⬤ The United States has moved into a perilous new stage of its debt crisis. In the past year the Treasury sold twenty five point four trillion dollars of T-Bills, a record. Total fixed income issuance reached thirty six point six trillion dollars. T-Bills now form sixty nine point four per cent of all Treasury debt, close to the historical peak and far above the forty one point eight per cent low of November 2015.
⬤ The figures speak plainly. From 2023 onward the T-Bill share has risen steeply while total fixed income issuance has grown fast. Overall issuance stands at thirty six point six trillion dollars - T-Bill issuance alone has reached twenty five point four trillion dollars. The T-Bill share has advanced more than twenty seven percentage points since 2015, a basic change in how the federal government funds itself. The nation now depends on debt that matures within weeks or months - the refinancing window has shortened sharply.

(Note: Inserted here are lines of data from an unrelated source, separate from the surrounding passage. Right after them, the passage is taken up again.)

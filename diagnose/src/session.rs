//! One diagnosis of one repository, from preparation result to terminal push.
//!
//! The session drives the engine turn by turn, routes tool calls through the
//! [`ToolSet`], and streams every state change. It ends in exactly one of two
//! terminal phases: `Complete` after a valid `final_answer`, or `Errored`.

use std::sync::Arc;

use anyhow::{Context, Result, anyhow};
use tracing::{debug, error, info, instrument, warn};

use crate::core::guard::{StepGuard, TurnDirective, TurnProgress};
use crate::core::phase::{SessionPhase, transition};
use crate::core::state::{DiagnosticCell, DiagnosticState, Verdict};
use crate::engine::{Conversation, ReasoningEngine, ToolChoice, ToolInvocation, TurnRequest};
use crate::io::config::DiagnoseConfig;
use crate::io::file_index::FileIndex;
use crate::io::prompt::PromptEngine;
use crate::io::repo::Prepared;
use crate::stream::SessionStreamer;
use crate::tools::{FINAL_ANSWER, ToolCall, ToolSet};

/// How a session ended.
#[derive(Debug, Clone, PartialEq)]
pub struct SessionOutcome {
    pub phase: SessionPhase,
    pub state: DiagnosticState,
}

pub struct DiagnosticSession {
    phase: SessionPhase,
    cell: DiagnosticCell,
    guard: StepGuard,
    task_message: String,
    tools: Arc<ToolSet>,
    engine: Arc<dyn ReasoningEngine>,
    streamer: SessionStreamer,
}

impl DiagnosticSession {
    pub fn new(
        config: &DiagnoseConfig,
        tools: Arc<ToolSet>,
        engine: Arc<dyn ReasoningEngine>,
        streamer: SessionStreamer,
    ) -> Self {
        Self {
            phase: SessionPhase::Initializing,
            cell: DiagnosticCell::new(),
            guard: StepGuard::new(config.step_ceiling, config.forced_turn_limit),
            task_message: config.task_message.clone(),
            tools,
            engine,
            streamer,
        }
    }

    /// Run to a terminal phase. Failures never escape: they become the
    /// terminal `Errored` state pushed to the subscriber.
    #[instrument(skip_all, fields(root = ?prepared.root_path))]
    pub async fn run(mut self, prepared: Prepared) -> SessionOutcome {
        if let Err(err) = self.drive(prepared).await {
            self.abort(&err).await;
        }
        SessionOutcome {
            phase: self.phase,
            state: self.cell.current().clone(),
        }
    }

    async fn drive(&mut self, prepared: Prepared) -> Result<()> {
        let root = match prepared {
            Prepared {
                success: true,
                root_path: Some(root),
            } => root,
            _ => return Err(anyhow!("repository preparation failed")),
        };

        let index = tokio::task::spawn_blocking(move || FileIndex::build(&root))
            .await
            .context("join file index task")??;
        info!(
            session = %index.session_tag(),
            entries = index.len(),
            "file index ready"
        );

        let instructions = PromptEngine::new().render_instructions(&index, self.tools.catalog())?;
        let mut conversation = Conversation::new(instructions);
        conversation.push_user(self.task_message.clone());
        self.enter(SessionPhase::Reasoning)?;

        let mut progress = TurnProgress::default();
        loop {
            let directive = self.guard.evaluate(&progress)?;
            let tool_choice = match directive {
                TurnDirective::Free => ToolChoice::Auto,
                TurnDirective::ForceFinalAnswer(reason) => {
                    warn!(
                        ?reason,
                        step_count = progress.step_count,
                        forced_turns = progress.forced_turns,
                        "forcing final_answer"
                    );
                    ToolChoice::Force(FINAL_ANSWER.to_string())
                }
            };

            let messages = conversation.request_messages();
            let turn = self
                .engine
                .complete(TurnRequest {
                    messages: &messages,
                    tools: self.tools.catalog(),
                    tool_choice: &tool_choice,
                })
                .await
                .context("reasoning engine turn")?;
            conversation.record_turn(&turn);
            debug!(
                step_count = conversation.step_count(),
                tool_calls = turn.tool_calls.len(),
                "turn recorded"
            );
            self.publish_progress(&conversation).await;

            progress.step_count = conversation.step_count();
            progress.yielded = turn.tool_calls.is_empty();
            progress.forced_turns = match directive {
                TurnDirective::Free => 0,
                TurnDirective::ForceFinalAnswer(_) => progress.forced_turns + 1,
            };

            if turn.tool_calls.is_empty() {
                self.enter(SessionPhase::Reasoning)?;
                continue;
            }

            self.enter(SessionPhase::ToolDispatch)?;
            if let Some(verdict) = self
                .dispatch(&index, &mut conversation, &turn.tool_calls)
                .await
            {
                return self.conclude(verdict, &mut conversation).await;
            }
            self.publish_progress(&conversation).await;
            self.enter(SessionPhase::Reasoning)?;
        }
    }

    /// Route each call in order. Returns the verdict of the first valid
    /// `final_answer`; calls after it are not executed.
    async fn dispatch(
        &self,
        index: &FileIndex,
        conversation: &mut Conversation,
        calls: &[ToolInvocation],
    ) -> Option<Verdict> {
        for (pos, invocation) in calls.iter().enumerate() {
            match self.tools.parse(invocation) {
                Ok(ToolCall::ListFiles) => {
                    debug!(tool = %invocation.name, "dispatching tool");
                    conversation.push_tool_result(&invocation.id, self.tools.list_files(index));
                }
                Ok(ToolCall::ReadFileById { id }) => {
                    debug!(tool = %invocation.name, file = %id, "dispatching tool");
                    let content = self.tools.read_file(index, &id).await;
                    conversation.push_tool_result(&invocation.id, content);
                }
                Ok(ToolCall::FinalAnswer(verdict)) => {
                    let ignored = calls.len() - pos - 1;
                    if ignored > 0 {
                        debug!(ignored, "tool calls after final_answer ignored");
                    }
                    return Some(verdict);
                }
                Ok(ToolCall::Unrecognized { name }) => {
                    debug!(tool = %name, "skipping unrecognized tool");
                }
                Err(err) => {
                    warn!(tool = %invocation.name, error = %err, "tool arguments rejected");
                    conversation.push_tool_result(&invocation.id, err.to_string());
                }
            }
        }
        None
    }

    async fn conclude(&mut self, verdict: Verdict, conversation: &mut Conversation) -> Result<()> {
        self.enter(SessionPhase::Completing)?;
        conversation.stop();
        debug_assert!(conversation.is_stopped());
        let success = verdict.success;
        self.cell.complete(verdict, conversation.snapshot());
        conversation.reset();

        self.streamer.push(self.cell.current().clone(), true).await;
        self.enter(SessionPhase::Complete)?;
        info!(success, "diagnosis complete");
        Ok(())
    }

    async fn abort(&mut self, err: &anyhow::Error) {
        let reason = format!("{err:#}");
        error!(phase = %self.phase, error = %reason, "diagnosis failed");
        if let Err(err) = transition(&mut self.phase, SessionPhase::Errored) {
            debug!(error = %err, "session already terminal");
        }
        if self.cell.fail(reason) {
            self.streamer.push(self.cell.current().clone(), true).await;
        }
    }

    async fn publish_progress(&mut self, conversation: &Conversation) {
        if self.cell.record_progress(conversation.snapshot()) {
            self.streamer.push(self.cell.current().clone(), false).await;
        }
    }

    fn enter(&mut self, next: SessionPhase) -> Result<()> {
        transition(&mut self.phase, next)?;
        debug!(phase = %next, "session phase");
        Ok(())
    }
}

Federal interest expenses now move almost in lockstep with the Federal Reserve's policy rate.
⬤ Because the government relies so much on short term debt, Fed policy and borrowing costs are linked directly. T-Bills mature within days to a year - any rate rise feeds straight into the cost of new debt. If inflation re-emerges plus the Fed lifts rates, interest expenses could reach unprecedented levels, given the large stock of existing debt.
⬤ The structure of government borrowing shapes both market stability and long-term fiscal health. Heavy use of T-Bills leaves the United States vulnerable to abrupt rate shocks and clouds the outlook for future funding needs. With issuance already at record levels, short term financing will stay a central problem for U.S. fiscal policy but also for global markets in the months ahead.